State Of Hp And Others vs Joginder Singh And Others on 28 February, 2025

Date:

Himachal Pradesh High Court

State Of Hp And Others vs Joginder Singh And Others on 28 February, 2025

2025:HHC:5935

IN THE HIGH COURT OF HIMACHAL PRADESH
AT SHIMLA
CMP(M) No.2090 of 2024 in LPA
No.64 of 2025 a/w CMP(M) No.77 of
2025 in LPA No.65 of 2025

Decided on: 28.02.2025
__________________________________________________________

1. CMP(M) No.2090 of 2024 in
LPA No.64 of 2025
State of HP and others

..Applicants-Appellants

Versus

Joginder Singh and others

…Respondents

AND

2. CMP(M) No.77 of 2025 in
LPA No.65 of 2025
State of HP and others

..Applicants-Appellants
Versus

Uttam Singh Kaushal

…Respondent

Coram
Hon’ble Mr. Justice G.S. Sandhawalia, Chief Justice
Hon’ble Mr. Justice Ranjan Sharma, Judge
1Whether approved for reporting?

For the applicants/ Mr. Pranay Pratap Singh,
appellants Additional Advocate General, in
both the petitions.

1
Whether reporters of Local Papers may be allowed to see the judgment?

-2- 2025:HHC:5935

G.S. Sandhawalia, Chief Justice [Oral]
CMP[M] No.2090 of 2024 in LPA No.64 of
2025 and CMP(M) No.77 of 2025 in
LPA No.65 of 2025
Keeping in view the averments made in the

applications, duly supported by affidavits, we are of

the opinion that sufficient cause has been made out to

condone the delay. Therefore, delay of 153 days

[in CMP(M) No.2090 of 2025] and 238 days [in CMP(M)

No.77 of 2025] in filing the appeals are condoned.

The applications stand disposed of.

The appeals be registered.

LPA Nos.64 and 65 of 2025

2. The present set of appeals have been directed

against the judgments of learned Single Judge dated

14.05.2024 and 15.03.2024. The learned Single Judge

has disposed of the writ petitions by directing to initiate

the acquisition proceedings qua the land used for

construction of road namely Shimla Mataur Road,

keeping in view the law settled by the Apex Court in

Vidya Devi Versus State of Himachal Pradesh &

Others (2020) 2 SCC 569 and Sukh Dutt Ratra &

Anr. Versus State of Himachal Pradesh & Ors.,

(2022) 7 SCC 508.

-3- 2025:HHC:5935

3. Learned Single Judge also noticed that no

reply had been filed and similar benefit already stood

extended in the cases of Sat Dev Sharma & Ors.

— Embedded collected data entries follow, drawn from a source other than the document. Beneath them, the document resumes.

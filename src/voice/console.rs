//! Text-mode listener and speaker (stdin/stdout)

use std::io::BufRead;

use async_trait::async_trait;
use tokio::io::{AsyncBufRead, AsyncBufReadExt};
use tokio::sync::mpsc;
use tokio_util::sync::CancellationToken;

use super::listener::{Capture, Listener, Speaker, Wake, until_cancelled};
use super::wake_word::strip_wake_word;
use crate::Result;
use crate::config::CaptureWindow;

/// Lines read ahead of the conversation loop
const LINE_QUEUE: usize = 16;

/// Reads utterances line by line
///
/// A line containing a wake phrase is treated like speech after the wake
/// word; any other non-empty line is taken as a command directly so the
/// phrase doesn't have to be typed every time.
///
/// Lines arrive over a channel fed by a reader task, so a pending read
/// never holds up cancellation or shutdown.
pub struct ConsoleListener {
    lines: mpsc::Receiver<String>,
    wake_words: Vec<String>,
}

impl ConsoleListener {
    /// Listener over the process's stdin
    ///
    /// Stdin is read on its own OS thread; a blocked read there is simply
    /// abandoned when the process exits.
    #[must_use]
    pub fn stdin(wake_words: Vec<String>) -> Self {
        let (tx, rx) = mpsc::channel(LINE_QUEUE);

        let spawned = std::thread::Builder::new()
            .name("stdin-reader".to_string())
            .spawn(move || {
                for line in std::io::stdin().lock().lines() {
                    match line {
                        Ok(line) => {
                            if tx.blocking_send(line).is_err() {
                                break;
                            }
                        }
                        Err(e) => {
                            tracing::warn!(error = %e, "failed to read stdin");
                            break;
                        }
                    }
                }
            });

        if let Err(e) = spawned {
            tracing::error!(error = %e, "failed to start stdin reader");
        }

        Self::from_channel(rx, wake_words)
    }

    /// Listener over any async line source; must be called inside a runtime
    #[must_use]
    pub fn new<R>(reader: R, wake_words: Vec<String>) -> Self
    where
        R: AsyncBufRead + Unpin + Send + 'static,
    {
        let (tx, rx) = mpsc::channel(LINE_QUEUE);

        tokio::spawn(async move {
            let mut lines = reader.lines();
            loop {
                match lines.next_line().await {
                    Ok(Some(line)) => {
                        if tx.send(line).await.is_err() {
                            break;
                        }
                    }
                    Ok(None) => break,
                    Err(e) => {
                        tracing::warn!(error = %e, "failed to read console input");
                        break;
                    }
                }
            }
        });

        Self::from_channel(rx, wake_words)
    }

    /// Listener over lines already in flight
    #[must_use]
    pub const fn from_channel(lines: mpsc::Receiver<String>, wake_words: Vec<String>) -> Self {
        Self { lines, wake_words }
    }

    /// `None` on cancellation, `Some(None)` at end of input
    async fn next_line(&mut self, cancel: &CancellationToken) -> Option<Option<String>> {
        until_cancelled(cancel, self.lines.recv()).await
    }
}

#[async_trait(?Send)]
impl Listener for ConsoleListener {
    async fn wait_for_wake_word(&mut self, cancel: &CancellationToken) -> Result<Wake> {
        let Some(line) = self.next_line(cancel).await else {
            return Ok(Wake::Cancelled);
        };
        let Some(line) = line else {
            return Ok(Wake::Closed);
        };

        let line = line.trim();
        let command = self
            .wake_words
            .iter()
            .find_map(|w| strip_wake_word(line, w))
            .unwrap_or_else(|| line.to_string());

        let trailing = (!command.is_empty()).then_some(command);
        Ok(Wake::Detected { trailing })
    }

    async fn capture(&mut self, window: CaptureWindow, cancel: &CancellationToken) -> Capture {
        let Ok(line) = tokio::time::timeout(window.timeout, self.next_line(cancel)).await else {
            tracing::debug!(timeout = ?window.timeout, "no console input within window");
            return Capture::Silence;
        };

        match line {
            None => Capture::Cancelled,
            Some(None) => Capture::Silence,
            Some(Some(line)) if line.trim().is_empty() => Capture::Silence,
            Some(Some(line)) => Capture::Heard(line.trim().to_string()),
        }
    }
}

/// Prints what would be spoken
#[derive(Debug, Default)]
pub struct ConsoleSpeaker;

#[async_trait(?Send)]
impl Speaker for ConsoleSpeaker {
    async fn speak(&mut self, text: &str) -> Result<()> {
        println!("Alpha: {text}");
        Ok(())
    }
}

Versus State of Himachal Pradesh & Ors., in

CWP No.945 of 2022, decided on 29.08.2023, for the

same stretch of land.

4. It is not disputed that the said judgment

passed by learned Single Judge was upheld in LPA

No.177 of 2024, titled as State of Himachal Pradesh

& Ors. Versus Satdev Sharma & Ors., and the

Coordinate Bench, as such, was pleased to observe as

under :-

“6. Learned Additional Advocate General is not
able to point out any ground indicating that
present case is not squarely covered by
aforesaid verdicts of the Court.

7. In aforesaid facts and circumstances, we do
not find any illegality, irregularity or any
other perversity in the impugned judgment.
Therefore, appeal is liable to be dismissed
being devoid of merits.

8. We consider it fit to record that State is
preferring the appeals despite dismissal of
their similar appeals in identical matters.
Such conduct is not in consonance with the
Litigation Policy adopted by the State of HP

-4- 2025:HHC:5935

which is causing wasting the time and energy
of the State as well as the Court. It may invite
imposing cost but taking lenient view, no cost
is being imposed.

9. Accordingly, appeal is dismissed with
direction that consequential action, in terms
of judgment dated 29.08.2023 passed in CWP
No.945 of 2022 be taken within four weeks.

Appeal stands disposed of along with all
pending miscellaneous application(s), if any.”

5. The sole argument as such which is now being

raised by learned State Counsel is that an opportunity

should be given to file a reply before learned Single

Judge. The grounds of appeal, however, portray a

different picture and paragraph No.3 states that the

matter was contested on behalf of State by filing reply

and that the road was constructed on popular demand.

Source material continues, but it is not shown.